Saved data entries
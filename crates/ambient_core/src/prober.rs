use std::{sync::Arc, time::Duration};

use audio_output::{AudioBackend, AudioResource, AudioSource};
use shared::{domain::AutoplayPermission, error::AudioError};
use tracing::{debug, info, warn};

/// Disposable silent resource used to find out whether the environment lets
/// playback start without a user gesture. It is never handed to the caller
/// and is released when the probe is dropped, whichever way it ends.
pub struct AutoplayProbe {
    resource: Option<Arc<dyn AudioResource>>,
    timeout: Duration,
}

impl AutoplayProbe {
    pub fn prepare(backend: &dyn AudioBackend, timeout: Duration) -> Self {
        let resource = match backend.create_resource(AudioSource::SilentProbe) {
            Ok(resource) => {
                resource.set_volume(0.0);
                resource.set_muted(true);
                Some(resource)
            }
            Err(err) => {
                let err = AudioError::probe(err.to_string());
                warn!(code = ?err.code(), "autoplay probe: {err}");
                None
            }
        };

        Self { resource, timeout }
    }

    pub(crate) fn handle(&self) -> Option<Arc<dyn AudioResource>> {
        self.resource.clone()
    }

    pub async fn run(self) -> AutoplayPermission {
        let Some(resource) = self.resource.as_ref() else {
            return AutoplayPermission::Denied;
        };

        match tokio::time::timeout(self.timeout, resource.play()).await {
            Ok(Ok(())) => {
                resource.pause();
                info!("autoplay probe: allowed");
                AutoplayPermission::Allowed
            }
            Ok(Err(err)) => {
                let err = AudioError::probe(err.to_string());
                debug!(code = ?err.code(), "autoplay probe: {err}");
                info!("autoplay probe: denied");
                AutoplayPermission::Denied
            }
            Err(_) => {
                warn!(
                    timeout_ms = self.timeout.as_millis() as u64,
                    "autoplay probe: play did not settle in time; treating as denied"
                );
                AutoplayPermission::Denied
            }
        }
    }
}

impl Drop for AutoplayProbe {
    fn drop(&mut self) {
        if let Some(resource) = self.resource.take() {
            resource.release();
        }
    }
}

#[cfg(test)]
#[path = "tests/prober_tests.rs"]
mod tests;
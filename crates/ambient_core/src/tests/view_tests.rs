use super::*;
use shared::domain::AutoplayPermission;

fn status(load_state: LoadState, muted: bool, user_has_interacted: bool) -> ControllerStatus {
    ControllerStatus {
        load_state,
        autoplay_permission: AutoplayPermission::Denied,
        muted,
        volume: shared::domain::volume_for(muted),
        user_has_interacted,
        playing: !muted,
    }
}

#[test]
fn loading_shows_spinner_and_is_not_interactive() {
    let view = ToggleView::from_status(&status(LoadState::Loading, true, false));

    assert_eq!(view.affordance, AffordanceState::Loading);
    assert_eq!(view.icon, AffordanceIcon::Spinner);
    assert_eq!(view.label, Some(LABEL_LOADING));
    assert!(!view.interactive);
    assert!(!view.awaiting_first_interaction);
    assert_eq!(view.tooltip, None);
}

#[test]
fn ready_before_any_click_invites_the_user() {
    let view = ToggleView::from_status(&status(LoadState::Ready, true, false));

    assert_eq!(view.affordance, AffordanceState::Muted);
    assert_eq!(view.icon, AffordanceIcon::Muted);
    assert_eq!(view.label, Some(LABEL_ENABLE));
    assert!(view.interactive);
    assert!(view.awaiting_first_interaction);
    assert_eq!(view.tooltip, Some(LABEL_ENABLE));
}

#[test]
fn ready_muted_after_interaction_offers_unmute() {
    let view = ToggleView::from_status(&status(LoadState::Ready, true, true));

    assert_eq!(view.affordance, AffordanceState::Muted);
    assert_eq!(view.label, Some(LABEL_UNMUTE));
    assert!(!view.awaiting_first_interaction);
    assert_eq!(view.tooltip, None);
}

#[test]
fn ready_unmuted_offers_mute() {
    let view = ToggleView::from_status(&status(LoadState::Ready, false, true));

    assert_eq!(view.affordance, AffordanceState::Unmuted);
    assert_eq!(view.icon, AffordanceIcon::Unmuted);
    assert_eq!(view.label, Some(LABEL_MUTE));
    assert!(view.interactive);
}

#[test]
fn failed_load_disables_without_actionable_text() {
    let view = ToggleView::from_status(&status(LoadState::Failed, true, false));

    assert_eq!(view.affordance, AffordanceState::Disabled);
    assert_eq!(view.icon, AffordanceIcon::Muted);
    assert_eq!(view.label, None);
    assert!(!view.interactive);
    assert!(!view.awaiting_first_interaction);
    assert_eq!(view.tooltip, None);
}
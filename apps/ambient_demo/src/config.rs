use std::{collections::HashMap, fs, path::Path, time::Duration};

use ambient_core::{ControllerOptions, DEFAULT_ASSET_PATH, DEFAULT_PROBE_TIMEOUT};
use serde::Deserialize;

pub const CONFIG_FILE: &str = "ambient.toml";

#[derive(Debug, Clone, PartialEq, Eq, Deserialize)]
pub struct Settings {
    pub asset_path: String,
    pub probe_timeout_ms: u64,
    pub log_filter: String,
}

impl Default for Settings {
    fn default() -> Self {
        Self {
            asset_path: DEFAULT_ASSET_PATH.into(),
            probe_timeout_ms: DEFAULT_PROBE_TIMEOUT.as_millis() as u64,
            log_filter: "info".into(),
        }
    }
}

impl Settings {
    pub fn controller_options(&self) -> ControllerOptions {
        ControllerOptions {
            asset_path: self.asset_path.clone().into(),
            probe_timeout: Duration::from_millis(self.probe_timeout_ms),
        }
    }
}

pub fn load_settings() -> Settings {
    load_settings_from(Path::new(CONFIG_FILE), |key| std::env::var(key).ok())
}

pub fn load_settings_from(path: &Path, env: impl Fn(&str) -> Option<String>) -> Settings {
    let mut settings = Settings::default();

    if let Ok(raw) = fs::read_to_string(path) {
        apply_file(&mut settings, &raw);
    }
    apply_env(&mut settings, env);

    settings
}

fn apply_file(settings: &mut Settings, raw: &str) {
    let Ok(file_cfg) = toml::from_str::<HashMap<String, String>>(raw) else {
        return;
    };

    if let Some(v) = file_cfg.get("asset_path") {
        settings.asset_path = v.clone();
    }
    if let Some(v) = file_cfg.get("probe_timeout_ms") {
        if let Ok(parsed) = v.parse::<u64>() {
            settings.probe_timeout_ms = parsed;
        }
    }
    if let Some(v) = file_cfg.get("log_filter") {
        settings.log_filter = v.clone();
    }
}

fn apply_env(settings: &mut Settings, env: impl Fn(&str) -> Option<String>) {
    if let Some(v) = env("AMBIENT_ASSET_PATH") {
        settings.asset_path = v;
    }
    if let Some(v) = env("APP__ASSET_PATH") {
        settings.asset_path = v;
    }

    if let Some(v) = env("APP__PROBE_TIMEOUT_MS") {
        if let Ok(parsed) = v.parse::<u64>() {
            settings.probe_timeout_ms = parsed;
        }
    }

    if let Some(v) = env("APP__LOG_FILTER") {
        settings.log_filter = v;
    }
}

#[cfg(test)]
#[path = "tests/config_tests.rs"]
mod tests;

What to work on: Return exactly what appears above, from the first line of the entries to the line with "the environment lets", inclusive.

Written response:
filename crates/ambient_core/src/prober.rs
use std::{sync::Arc, time::Duration};

use audio_output::{AudioBackend, AudioResource, AudioSource};
use shared::{domain::AutoplayPermission, error::AudioError};
use tracing::{debug, info, warn};

/// Disposable silent resource used to find out whether the environment lets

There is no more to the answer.